Zoey, c'est le prénom de son hôte. Zoey Cavendish ; un joli nom aux consonances douces et agréables à l'oreille. Un prénom qui tranche avec le caractère de Moïra. Un prénom qu'elle aime bien malgré tout et qu'elle a décidé d'emprunter pour mieux se faire passer pour une humaine, se disant que "Moïra" tout court, cela fait un peu étrange. « Ryan. Enchantée ... Maintenant, sauf si vous voulez venir déterrer des cadavres avec moi, je vous dis bonne nuit. » Frémissement de sourcils. Cependant, l'humaine s'en va et continue son chemin aussitôt sa phrase prononcée. Tss, elle n'allait tout de même pas partir maintenant que les choses devenaient enfin intéressantes ?!

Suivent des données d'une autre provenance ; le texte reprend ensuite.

// src/report.rs

//! Human-readable report written during the verify and run passes.
//!
//! This is the user-facing output; `tracing` logs are diagnostics on top.
//! Everything goes through a [`Console`] so tests can capture it.

use std::fmt::Display;
use std::io::{self, IsTerminal, Write};
use std::sync::{Arc, Mutex};
use std::time::Duration;

use crossterm::style::{style, Color, Stylize};
use tracing::debug;

use crate::analysis::{ItemAnalysis, ItemStatus, JobAnalysis, JobStatus};
use crate::engine::{JobOutcome, RunSummary};
use crate::exec::format_cmd;

const RUN: Color = Color::Yellow;
const DONE: Color = Color::Green;
const ERROR: Color = Color::Red;
const INFO: Color = Color::Cyan;

/// Destination of the report.
///
/// `terminal` gates both colours and the progress animation.
pub struct Console {
    out: Box<dyn Write + Send>,
    terminal: bool,
}

impl Console {
    pub fn new(out: impl Write + Send + 'static, terminal: bool) -> Self {
        Self {
            out: Box::new(out),
            terminal,
        }
    }

    /// Report on stderr, coloured when stderr is a terminal.
    pub fn stderr() -> Self {
        let terminal = io::stderr().is_terminal();
        Self::new(io::stderr(), terminal)
    }

    /// Uncoloured console writing into a shared buffer.
    pub fn capture() -> (Self, Capture) {
        let capture = Capture::default();
        (Self::new(capture.clone(), false), capture)
    }

    pub fn line(&mut self, text: impl Display) {
        if let Err(e) = writeln!(self.out, "{text}") {
            debug!(error = %e, "console write failed");
        }
    }

    pub fn blank(&mut self) {
        self.line("");
    }

    pub fn is_terminal(&self) -> bool {
        self.terminal
    }

    pub fn paint(&self, text: impl Display, color: Color) -> String {
        if self.terminal {
            style(text.to_string()).with(color).to_string()
        } else {
            text.to_string()
        }
    }

    pub fn writer(&mut self) -> &mut Box<dyn Write + Send> {
        &mut self.out
    }
}

/// Cloneable in-memory sink.
#[derive(Debug, Clone, Default)]
pub struct Capture {
    buf: Arc<Mutex<Vec<u8>>>,
}

impl Capture {
    pub fn contents(&self) -> String {
        let buf = self.buf.lock().unwrap_or_else(|e| e.into_inner());
        String::from_utf8_lossy(&buf).into_owned()
    }
}

impl Write for Capture {
    fn write(&mut self, data: &[u8]) -> io::Result<usize> {
        let mut buf = self.buf.lock().unwrap_or_else(|e| e.into_inner());
        buf.extend_from_slice(data);
        Ok(data.len())
    }

    fn flush(&mut self) -> io::Result<()> {
        Ok(())
    }
}

fn job_color(status: JobStatus) -> Color {
    match status {
        JobStatus::Run => RUN,
        JobStatus::Done => DONE,
        JobStatus::Error => ERROR,
    }
}

fn item_color(status: ItemStatus) -> Color {
    match status {
        ItemStatus::Run | ItemStatus::Planned => RUN,
        ItemStatus::Done | ItemStatus::Available => DONE,
        ItemStatus::Error => ERROR,
    }
}

/// Classification of one job, as shown by the verify pass.
pub fn render_job(console: &mut Console, name: &str, analysis: &JobAnalysis) {
    let header = format!("Job {}", console.paint(name, job_color(analysis.status)));
    console.line(header);

    for input in &analysis.inputs {
        render_item(console, "Input", input);
    }
    for output in &analysis.outputs {
        render_item(console, "Output", output);
    }
}

fn render_item(console: &mut Console, kind: &str, item: &ItemAnalysis) {
    let title = console.paint(&item.title, item_color(item.status));
    let note = item.note.map(|n| n.to_string()).unwrap_or_default();
    console.line(format!("    {kind} {title}        {note}").trim_end());
}

pub fn render_skipped(console: &mut Console, index: usize, name: &str) {
    let line = format!("Skipping #{index} {}", console.paint(name, DONE));
    console.line(line);
    console.blank();
}

pub fn render_running(console: &mut Console, index: usize, name: &str) {
    let line = format!("Running #{index} {}", console.paint(name, INFO));
    console.line(line);
}

/// Result of a job that was considered for running.
pub fn render_outcome(console: &mut Console, outcome: &JobOutcome) {
    match outcome {
        JobOutcome::Skipped => return,
        JobOutcome::PredictedFailure => {
            let line = format!(
                "{} Job was predicted to fail if run.",
                console.paint("Failure.", ERROR)
            );
            console.line(line);
        }
        JobOutcome::CommandFailed { exit_code, argv } => {
            let line = format!("{} Job command failed.", console.paint("Failed.", ERROR));
            console.line(line);
            console.line(format!("    Exit code = {exit_code}"));
            console.line(format!("    Command   = {}", format_cmd(argv)));
        }
        JobOutcome::MissingOutputs { outputs } => {
            let line = format!(
                "{} Job did not produce all outputs",
                console.paint("Failed.", ERROR)
            );
            console.line(line);
            for check in outputs {
                let (color, label) = if check.present {
                    (DONE, "ok")
                } else {
                    (ERROR, "missing")
                };
                let line = format!("    {}  {label}", console.paint(&check.title, color));
                console.line(line);
            }
        }
        JobOutcome::Errored { message } => {
            let line = format!("{} Job could not be run.", console.paint("Failed.", ERROR));
            console.line(line);
            console.line(format!("    Error     = {message}"));
        }
        JobOutcome::Succeeded => {
            let line = console.paint("Success.", DONE);
            console.line(line);
        }
    }
    console.blank();
}

/// Totals printed at the end of the run pass.
pub fn render_summary(console: &mut Console, summary: &RunSummary) {
    console.line(format!("Finished running {} jobs.", summary.total()));

    if summary.skipped() > 0 {
        let line = format!("    {}{}", summary.skipped(), console.paint(" skipped", INFO));
        console.line(line);
    }
    if summary.not_run() > 0 {
        let line = format!(
            "    {}{} as predicted to fail",
            summary.not_run(),
            console.paint(" not run", ERROR)
        );
        console.line(line);
    }
    if summary.failed() > 0 {
        let line = format!("    {}{}", summary.failed(), console.paint(" failed", ERROR));
        console.line(line);
    }
    if summary.is_success() {
        let line = console.paint("Success.", DONE);
        console.line(line);
    }
    console.blank();
}

/// Compact duration: `120ms`, `1.4s`, `42s`, `3m 5s`, `25m`, `2h 10m`, `12h`.
pub fn format_duration(duration: Duration) -> String {
    let secs = duration.as_secs_f64();

    if secs < 0.3 {
        return format!("{}ms", duration.as_millis());
    }
    if secs < 3.0 {
        return format!("{secs:.1}s");
    }

    let total = duration.as_secs();
    if total < 60 {
        return format!("{total}s");
    }

    let (m, s) = (total / 60, total % 60);
    if m < 10 {
        return format!("{m}m {s}s");
    }
    if m < 60 {
        return format!("{m}m");
    }

    let (h, m) = (m / 60, m % 60);
    if h < 10 {
        return format!("{h}h {m}m");
    }
    format!("{h}h")
}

Tandis que Ryan lui tourne pour la première fois le dos, Moïra en profite pour s'éclipser. Elle fait quelques pas en arrière et se laisse embarquer par la noirceur de la nuit. Seulement pour mieux réapparaître derrière la tombe devant laquelle Ryan s'est agenouillée, quelques secondes plus tard, faisant mine d'avoir le souffle coupé. Oh, ce qu'elle adore les effets de surprise et cette peur flagrante qui se lit sur le visage de la petite blonde. « Qu'est-ce que vous faites encore là ?! » Moïra lève sa main en l'air en signe de paix, reprenant sa respiration faussement saccadée, avant de lui répondre. « Pardon ... J'suis vraiment ... désolée ... mais je ...» Elle hachure ses mots, donnant l'impression qu'elle vient tout juste de courir pour rattraper Ryan. Une dizaine de secondes s'est écoulée lorsqu'elle reprend finalement une respiration normale. « J'vous ai menti. Enfin, pas réellement mais plus par omission. Je suis bien ici à cause d'une insomnie mais le souci, c'est que ma mère et moi, on s'est disputées. Un truc débile, vraiment. Mais elle était très en colère et j'étais très en colère alors y'a eu des cris, un claquement de porte et puis j'ai atterri ici, dans la forêt. Et évidemment, j'suis pas une locale donc je me suis un peu beaucoup perdu alors quand vous êtes partie,vous imaginez bien que j'ai eu une peur bleue et que j'vous ai suivie. Histoire d'éviter de me perdre encore, vous comprenez. » Mensonge débité d'une traite ou presque, entrecoupé par quelques des instants de répit, avec une expression mêlant à la fois peur et confusion affichée sur le faciès.